Keadilan dalam Perspektif Artidjo
Utama

Keadilan dalam Perspektif Artidjo

​​​​​​​Setiap putusan terutama perkara korupsi tidak akan pernah memenuhi rasa keadilan masyarakat. Putusan pengadilan itu hanya sebagian upaya untuk memenuhi rasa keadilan yang begitu luas.  

Oleh:
Aida Mardatillah
Bacaan 2 Menit
Artidjo Alkostar. Foto: RES
Artidjo Alkostar.
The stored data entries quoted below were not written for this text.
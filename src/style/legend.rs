//! Legendenmodus: eine schematische Zeile pro Regel, unabhängig von Features.

use serde::Serialize;

use super::rule::{NumberOrRef, StyleRule};

/// Schematisches Symbol einer Legendenzeile.
#[derive(Debug, Clone, PartialEq, Serialize)]
pub enum LegendSwatch {
    /// Rechteck mit Füllung und Rand
    Polygon {
        stroke: String,
        width: f64,
        fill: String,
    },
    /// Horizontale Linie
    Line { stroke: String, width: f64 },
    /// Kreis
    Circle {
        radius: f64,
        stroke: Option<String>,
        width: f64,
        fill: Option<String>,
    },
    /// Bild
    Icon { src: String },
}

/// Eine Zeile der Legende
#[derive(Debug, Clone, PartialEq, Serialize)]
pub struct LegendRow {
    pub name: String,
    pub swatches: Vec<LegendSwatch>,
}

/// Feature-unabhängige Breite: Referenzen (`$.feld`) zählen als 1 Pixel.
fn schematic_width(width: Option<&NumberOrRef>) -> Option<f64> {
    width.map(|w| match w {
        NumberOrRef::Number(n) => *n,
        NumberOrRef::Text(s) => s.trim().parse().unwrap_or(1.0),
    })
}

/// Symbole einer Regel, passend zu den vorhandenen Stil-Eigenschaften.
fn swatches_for(rule: &StyleRule) -> Vec<LegendSwatch> {
    let mut swatches = Vec::new();
    let width = schematic_width(rule.stroke_width.as_ref());

    match (&rule.stroke_color, width, &rule.fill_color) {
        (Some(stroke), Some(width), Some(fill)) => swatches.push(LegendSwatch::Polygon {
            stroke: stroke.clone(),
            width,
            fill: fill.clone(),
        }),
        (Some(stroke), Some(width), None) => swatches.push(LegendSwatch::Line {
            stroke: stroke.clone(),
            width,
        }),
        _ => {}
    }
    if let Some(icon) = &rule.icon {
        swatches.push(LegendSwatch::Icon {
            src: format!("{}{}", icon.kind.as_deref().unwrap_or(""), icon.src),
        });
    }
    if let Some(circle) = &rule.circle {
        swatches.push(LegendSwatch::Circle {
            radius: circle.radius,
            stroke: circle.stroke_color.clone(),
            width: schematic_width(circle.stroke_width.as_ref()).unwrap_or(1.0),
            fill: circle.fill_color.clone(),
        });
    }
    swatches
}

/// Eine Legendenzeile pro Regel in Deklarationsreihenfolge.
pub fn legend_rows(rules: &[StyleRule]) -> Vec<LegendRow> {
    rules
        .iter()
        .map(|rule| LegendRow {
            name: rule.name.clone(),
            swatches: swatches_for(rule),
        })
        .collect()
}

#[cfg(test)]
mod tests {
    use super::*;

    #[test]
    fn default_rule_shows_polygon_and_circle() {
        let rows = legend_rows(&[StyleRule::default_rule()]);
        assert_eq!(rows.len(), 1);
        assert_eq!(rows[0].name, "default");
        assert!(matches!(rows[0].swatches[0], LegendSwatch::Polygon { .. }));
        assert!(matches!(rows[0].swatches[1], LegendSwatch::Circle { radius, .. } if radius == 5.0));
    }

    #[test]
    fn stroke_without_fill_is_a_line() {
        let rule: StyleRule =
            serde_json::from_str(r##"{"name": "weg", "strokeColor": "#333", "strokeWidth": 2}"##)
                .expect("gültiges JSON");
        assert_eq!(
            legend_rows(&[rule])[0].swatches,
            vec![LegendSwatch::Line {
                stroke: "#333".into(),
                width: 2.0
            }]
        );
    }
}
Foto: RES

Artidjo Alkostar resmi pensiun pada 1 Juni 2018 lalu sebagai hakim agung yang digelutinya sejak awal tahun 2000. Selama 18 tahun menjadi hakim agung kamar pidana, pria kelahiran Situbondo 22 Mei 1948 ini tercatat telah menangani sekitar 19.708 berkas perkara. Cukup banyak perkara yang ditangani Artidjo yang memperberat vonis terdakwa dua kali lipat atau dari vonis bebas menjadi dihukum terutama dalam perkara korupsi.

 

Sejumlah tokoh politik, pimpinan lembaga negara, pejabat pemerintahan yang terseret kasus korupsi pernah merasakan “sakitnya” ketukan palu Artidjo. Tak heran, Artidjo dikenal sebagai hakim agung yang “ditakuti” terdakwa kasus korupsi yang ingin mengajukan upaya hukum kasasi ataupun peninjauan kembali (PK). Karakter putusan Artidjo yang demikian menjadi fenomena unik sekaligus ikon pemberantasan korupsi di Mahkamah Agung (MA).

 

Tentu saja, putusan-putusan Artidjo yang terakhir menjabat ketua kamar pidana MA ini, sebagian besar mendapat apresiasi dari publik sekaligus dikritik lantaran dianggap tidak memenuhi rasa keadilan terutama bagi pihak terdakwa. Lalu, bagaimana sebenarnya pandangan Artidjo memaknai nilai keadilan itu sendiri terutama dalam menangani perkara di MA? (Baca Juga: Artidjo Ingin Kembangkan Rumah Makan)

 

Saat ditemui Hukumonline di ruang kerjanya, Artidjo bercerita banyak hal, termasuk mengenai makna keadilan. Baginya, definisi keadilan sangat luas jangkauannya. Menurutnya, di dunia ini tidak ada keadilan yang hakiki karena ada kecenderungan manusia memenuhi keinginan (hawa nafsu) atas manusia lain. Hanya di akhirat kelak, Allah SWT akan memberi muqsith (adil) yang hakiki.

 

“Kita tidak bisa begitu, yang dapat kita capai untuk itu hanya parameter dalam penegakkan hukum yang bersumber pada kebenaran, lalu kemudian keadilan. Kebenaran itu ada dalam pikir (logika), sedangkan keadilan itu ada dalam dzikir, di dalam perasaan batin (hati/keyakinan),” kata Artidjo saat berbincang dengan Hukumonline, Senin (28/5).

 

Dalam pandangan Artidjo, keadilan yang diterapkan penegak hukum harus berdasarkan fakta berupa kebenaran. Setelah itu menentukan keadilan itu sendiri melalui keyakinannya. Karenanya, memaknai nilai keadilan antara penegak hukum yang satu dengan yang lain cenderung berbeda-beda karena keyakinan seseorang berbeda-beda.

 

“Ideologi penegak hukum terutama para hakim berbeda-beda tergantung pada lingkungannya. Sebagai contoh saya memiliki background dari UII Yogyakarta bisa berbeda dengan kampus lain, itu hal yang wajar saja,” kata dia.